__About this task__.
Exactly how many lines in this listing contain "Connectivity"? Only the number is needed.

Material supplied section start

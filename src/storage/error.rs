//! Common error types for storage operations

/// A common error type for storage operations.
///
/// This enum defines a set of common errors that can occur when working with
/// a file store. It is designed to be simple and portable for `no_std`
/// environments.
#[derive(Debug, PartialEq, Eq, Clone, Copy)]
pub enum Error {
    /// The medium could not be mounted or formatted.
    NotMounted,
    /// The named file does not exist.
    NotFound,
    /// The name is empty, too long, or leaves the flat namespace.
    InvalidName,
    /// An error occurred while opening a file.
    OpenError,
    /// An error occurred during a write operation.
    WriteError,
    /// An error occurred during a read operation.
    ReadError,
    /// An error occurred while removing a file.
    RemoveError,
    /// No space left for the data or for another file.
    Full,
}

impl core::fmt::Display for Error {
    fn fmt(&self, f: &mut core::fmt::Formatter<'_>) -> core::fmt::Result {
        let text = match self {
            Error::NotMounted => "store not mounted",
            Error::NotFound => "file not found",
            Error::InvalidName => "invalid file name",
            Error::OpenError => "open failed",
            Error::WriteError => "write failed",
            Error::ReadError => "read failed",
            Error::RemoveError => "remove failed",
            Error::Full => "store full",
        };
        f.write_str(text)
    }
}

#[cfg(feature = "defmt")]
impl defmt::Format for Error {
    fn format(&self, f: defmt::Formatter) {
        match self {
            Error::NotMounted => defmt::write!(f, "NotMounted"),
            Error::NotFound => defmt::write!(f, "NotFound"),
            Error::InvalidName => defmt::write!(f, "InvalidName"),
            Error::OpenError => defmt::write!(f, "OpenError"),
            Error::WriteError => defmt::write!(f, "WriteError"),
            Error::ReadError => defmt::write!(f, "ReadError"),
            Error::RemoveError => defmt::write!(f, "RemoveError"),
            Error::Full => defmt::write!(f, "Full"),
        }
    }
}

Material supplied section end
Material supplied section start

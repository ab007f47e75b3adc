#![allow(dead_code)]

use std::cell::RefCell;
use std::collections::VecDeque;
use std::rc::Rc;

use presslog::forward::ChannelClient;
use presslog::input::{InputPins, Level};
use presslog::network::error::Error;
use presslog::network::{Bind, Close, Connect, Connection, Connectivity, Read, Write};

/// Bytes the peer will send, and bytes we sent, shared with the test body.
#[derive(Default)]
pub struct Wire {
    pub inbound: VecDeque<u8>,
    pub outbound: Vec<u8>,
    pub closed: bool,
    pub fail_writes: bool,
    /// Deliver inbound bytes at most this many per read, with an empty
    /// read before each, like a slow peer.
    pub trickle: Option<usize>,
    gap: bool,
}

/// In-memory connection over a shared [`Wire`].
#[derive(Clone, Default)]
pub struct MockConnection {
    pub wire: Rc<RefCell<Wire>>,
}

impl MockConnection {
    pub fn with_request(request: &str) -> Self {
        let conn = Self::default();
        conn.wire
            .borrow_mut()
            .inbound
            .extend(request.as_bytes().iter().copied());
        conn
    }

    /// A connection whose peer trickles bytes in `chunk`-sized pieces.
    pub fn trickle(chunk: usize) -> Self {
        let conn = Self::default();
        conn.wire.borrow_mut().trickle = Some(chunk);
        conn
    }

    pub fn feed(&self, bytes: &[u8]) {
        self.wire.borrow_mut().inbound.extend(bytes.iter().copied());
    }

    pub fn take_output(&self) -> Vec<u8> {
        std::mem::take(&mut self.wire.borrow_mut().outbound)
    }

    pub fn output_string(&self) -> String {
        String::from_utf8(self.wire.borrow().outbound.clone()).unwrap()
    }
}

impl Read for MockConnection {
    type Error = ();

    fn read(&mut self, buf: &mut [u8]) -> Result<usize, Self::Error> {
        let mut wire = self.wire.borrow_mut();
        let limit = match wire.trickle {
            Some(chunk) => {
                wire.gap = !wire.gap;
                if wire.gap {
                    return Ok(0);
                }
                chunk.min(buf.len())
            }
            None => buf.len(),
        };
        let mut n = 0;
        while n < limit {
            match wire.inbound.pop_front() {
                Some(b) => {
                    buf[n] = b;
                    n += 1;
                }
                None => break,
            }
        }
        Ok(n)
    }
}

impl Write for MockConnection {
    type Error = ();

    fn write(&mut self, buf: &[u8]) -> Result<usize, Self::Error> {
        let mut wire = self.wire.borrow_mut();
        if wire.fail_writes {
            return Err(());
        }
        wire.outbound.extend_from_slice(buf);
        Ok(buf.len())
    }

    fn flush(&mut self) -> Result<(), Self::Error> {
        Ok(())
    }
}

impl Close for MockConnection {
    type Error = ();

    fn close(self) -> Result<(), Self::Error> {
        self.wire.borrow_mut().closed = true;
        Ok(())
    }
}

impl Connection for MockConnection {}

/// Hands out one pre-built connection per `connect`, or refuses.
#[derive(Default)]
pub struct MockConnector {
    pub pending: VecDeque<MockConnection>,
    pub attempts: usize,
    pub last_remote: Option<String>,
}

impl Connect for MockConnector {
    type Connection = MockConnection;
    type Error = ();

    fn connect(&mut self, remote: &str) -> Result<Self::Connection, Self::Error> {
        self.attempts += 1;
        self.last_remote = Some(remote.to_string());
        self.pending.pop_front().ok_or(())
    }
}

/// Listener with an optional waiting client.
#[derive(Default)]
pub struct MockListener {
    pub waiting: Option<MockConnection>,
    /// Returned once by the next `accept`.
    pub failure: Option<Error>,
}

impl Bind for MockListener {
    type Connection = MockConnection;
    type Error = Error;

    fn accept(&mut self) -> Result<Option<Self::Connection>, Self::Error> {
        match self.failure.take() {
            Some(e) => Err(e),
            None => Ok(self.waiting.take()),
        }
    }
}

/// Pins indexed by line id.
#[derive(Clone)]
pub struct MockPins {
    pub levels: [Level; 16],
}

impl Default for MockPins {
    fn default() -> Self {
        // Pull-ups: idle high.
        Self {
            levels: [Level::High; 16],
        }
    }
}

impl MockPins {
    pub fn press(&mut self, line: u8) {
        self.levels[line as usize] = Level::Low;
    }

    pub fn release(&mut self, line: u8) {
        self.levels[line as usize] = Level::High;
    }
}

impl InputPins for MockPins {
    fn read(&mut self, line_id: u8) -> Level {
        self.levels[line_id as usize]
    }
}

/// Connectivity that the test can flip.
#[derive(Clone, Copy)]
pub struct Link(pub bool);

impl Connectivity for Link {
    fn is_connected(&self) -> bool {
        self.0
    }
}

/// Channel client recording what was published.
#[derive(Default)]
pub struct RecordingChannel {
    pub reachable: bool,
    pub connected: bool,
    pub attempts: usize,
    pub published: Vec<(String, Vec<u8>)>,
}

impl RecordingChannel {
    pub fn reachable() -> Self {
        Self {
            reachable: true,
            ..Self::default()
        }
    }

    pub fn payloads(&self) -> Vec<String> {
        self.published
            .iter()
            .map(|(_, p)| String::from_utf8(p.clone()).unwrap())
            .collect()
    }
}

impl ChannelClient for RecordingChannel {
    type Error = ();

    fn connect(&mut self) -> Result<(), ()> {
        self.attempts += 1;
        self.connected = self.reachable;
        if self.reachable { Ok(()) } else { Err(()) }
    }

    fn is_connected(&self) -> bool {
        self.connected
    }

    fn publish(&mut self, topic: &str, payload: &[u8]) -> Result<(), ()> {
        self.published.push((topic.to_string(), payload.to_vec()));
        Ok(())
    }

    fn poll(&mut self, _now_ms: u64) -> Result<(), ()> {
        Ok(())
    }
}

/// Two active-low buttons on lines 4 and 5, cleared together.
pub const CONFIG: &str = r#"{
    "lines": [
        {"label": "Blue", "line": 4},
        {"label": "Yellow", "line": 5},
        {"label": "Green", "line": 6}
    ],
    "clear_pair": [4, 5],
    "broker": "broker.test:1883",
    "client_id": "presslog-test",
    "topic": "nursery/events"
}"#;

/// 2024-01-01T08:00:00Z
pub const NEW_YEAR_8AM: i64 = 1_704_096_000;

Material supplied section end

__Exercise output__.
3